The prototype first flew in 2010. After initial test flights and hours accumulated at the development base, DoubleEnder headed to Alaska. The developers felt it was essential to test the aircraft in the environment for which it was designed. “[Alaska] is not a forgiving environment … any failure confronts you with the reality of the glaciers and forests.”
The designers believe that for flying in Alaska, “reliability is not a luxury, it’s a necessity.” After more than seven years the prototype airplane has reportedly used four wing configurations, three flap designs, two airfoils, three types of roll spoilers, four ailerons designs, three horizontal stabilizers, and two vertical stabilizers. “We needed a platform which enabled us to fly over any terrain, at any altitude with the comfort of knowing that an engine failure would be a non-event.” The developers report DoubleEnder can climb on one engine at several hundred feet per minute at sea level and is able to maintain altitude at 2,300 pounds at 10,000 feet. “[Double Ender] can even takeoff on one engine. In an emergency needing even more performance, and as a last resort, you can simply pull the red lever next to your seat, which will open a trap door in the auxiliary fuel pod, allowing you to dump over 300 pounds of fuel in a matter of seconds.”
Flying the airplane (video) appears a unique experience. “Stall break is gentle and the airplane mushes down. This low speed maneuverability factor is crucial and provides a margin of safety that is not commonly found in fixed wing airplanes,” pilots report. “The push-pull design was … mostly to avoid any directional instability during an engine failure. This airplane was designed to fly in tight places, where one can’t afford any kind of deviation during an engine problem.” Despite the design effort, if things still go poorly, developers said, “The roll cage [and] fuselage were designed to absorb the forces of an impact, and protect the pilot and passengers.” Performance is also eye opening. Approaching at around 35 mph, ample forward visibility allows the pilot to see and avoid the obstacles in his or her path, while giant tundra tires accommodate uneven surfaces.

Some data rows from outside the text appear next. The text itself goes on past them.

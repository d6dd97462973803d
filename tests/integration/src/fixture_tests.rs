//! End-to-end tests over the ignore-files in `test-fixtures/`.
//!
//! Each case directory holds an `input.gitignore` and the `expected.gitignore`
//! that generating it must produce. `@ALT@` in either file is replaced with the
//! URL of `test-fixtures/alt-templates/`.

use std::fs;
use std::path::{Path, PathBuf};

use ignoregen_blocks::BlockError;
use ignoregen_core::{HttpTemplateSource, PartialOptions, Pipeline};
use ignoregen_fs::io;
use ignoregen_test_utils::{TemplateServer, TestProject};
use pretty_assertions::assert_eq;
use rstest::rstest;
use url::Url;

fn fixtures() -> PathBuf {
    Path::new(env!("CARGO_MANIFEST_DIR"))
        .join("../../test-fixtures")
        .canonicalize()
        .unwrap()
}

fn dir_src(dir: &str) -> String {
    Url::from_directory_path(fixtures().join(dir))
        .unwrap()
        .to_string()
}

fn read_case(case: &str, file: &str) -> String {
    let content = fs::read_to_string(fixtures().join("cases").join(case).join(file)).unwrap();
    content.replace("@ALT@", &dir_src("alt-templates"))
}

fn file_pipeline() -> Pipeline<HttpTemplateSource> {
    let overrides = PartialOptions::with_src(dir_src("templates"));
    Pipeline::new(HttpTemplateSource::new().unwrap()).with_overrides(overrides)
}

#[rstest]
#[case::single("single")]
#[case::mixed("mixed")]
#[case::stale("stale")]
#[case::inline_src("inline-src")]
#[case::collapse("collapse")]
#[tokio::test]
async fn test_case_expands_to_expected(#[case] case: &str) {
    let input = io::split_lines(&read_case(case, "input.gitignore"));
    let expected = read_case(case, "expected.gitignore");

    let output = file_pipeline().run(&input).await.unwrap();

    assert_eq!(io::join_lines(&output), expected);
}

#[rstest]
#[case::single("single")]
#[case::mixed("mixed")]
#[case::stale("stale")]
#[case::inline_src("inline-src")]
#[case::collapse("collapse")]
#[tokio::test]
async fn test_expected_output_is_a_fixed_point(#[case] case: &str) {
    let expected = io::split_lines(&read_case(case, "expected.gitignore"));

    let output = file_pipeline().run(&expected).await.unwrap();

    assert_eq!(output, expected);
}

#[tokio::test]
async fn test_write_in_place_through_fs() {
    let project = TestProject::new();
    let path = project.write_gitignore(&read_case("mixed", "input.gitignore"));

    let lines = io::read_lines(&path).unwrap();
    let output = file_pipeline().run(&lines).await.unwrap();
    io::write_lines(&path, &output).unwrap();

    project.assert_file_content(".gitignore", &read_case("mixed", "expected.gitignore"));
}

#[tokio::test]
async fn test_missing_template_leaves_no_output() {
    let input = io::split_lines("# ignoregen node\n\n# ignoregen python\n\n# ignoregen go\n");

    let errors = file_pipeline().generate(&input).await.unwrap_err();

    let headers: Vec<&str> = errors.iter().map(BlockError::header).collect();
    assert_eq!(headers, vec!["# ignoregen python", "# ignoregen go"]);
    assert!(errors[0].url().unwrap().ends_with("/templates/python.ignore"));
}

#[tokio::test(flavor = "multi_thread")]
async fn test_fixture_templates_over_http() {
    let templates: Vec<(String, String)> = ["node", "env", "macos"]
        .iter()
        .map(|name| {
            let path = fixtures().join("templates").join(format!("{name}.ignore"));
            let body = fs::read_to_string(path).unwrap();
            (name.to_string(), body)
        })
        .collect();
    let borrowed: Vec<(&str, &str)> = templates
        .iter()
        .map(|(name, body)| (name.as_str(), body.as_str()))
        .collect();
    let server = TemplateServer::start(&borrowed).await;

    let pipeline = Pipeline::new(HttpTemplateSource::new().unwrap())
        .with_overrides(PartialOptions::with_src(server.src()));
    let input = io::split_lines(&read_case("mixed", "input.gitignore"));

    let output = pipeline.run(&input).await.unwrap();

    assert_eq!(io::join_lines(&output), read_case("mixed", "expected.gitignore"));
}
//! Directive parsing, block extraction and reassembly for ignoregen.
//!
//! An ignore-file is a sequence of lines. Some of them are directive comments:
//!
//! ```text
//! # ignoregen node
//! node_modules/
//!
//! # ignoregen env {"src": "https://example.com/templates/"}
//! .env*
//! ```
//!
//! A directive owns the lines that follow it up to the next blank line. This
//! crate splits a file into [`Unit`]s ([`parser::extract`]) and flattens expanded
//! units back into lines ([`writer::join`]). Fetching template content is not
//! done here; see `ignoregen-core`.

pub mod directive;
pub mod error;
pub mod lines;
pub mod parser;
pub mod writer;

pub use directive::{Directive, PartialOptions, is_directive, parse_directive};
pub use error::{BlockError, DirectiveError};
pub use lines::{cut_empty_lines, is_empty_line, trim_last_empty_lines};
pub use parser::{Block, Unit, extract};
pub use writer::{Expansion, JoinResult, flatten, join};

“The design is constantly evolving,” the developers said. “Currently we are designing our next version, a side-by-side iteration of the DoubleEnder, where a passenger can enjoy the same view as the pilot.” I’ve been corresponding with these Alaskan frontier pilots and will update this article as more information becomes available. However, today, their website has some fascinating photos and several remarkable videos, like the one below.
Update 11/1/13 — Key people involved with this attention-getting project that has since appeared in other online publications: Alec Wild … came up with the concept and design; Doug Keller … did all the mechanical engineering; Eric Lewis … built the DoubleEnder prototype; Pete Anderson … joined the team later on and has built several wings to date in collaboration with Eric.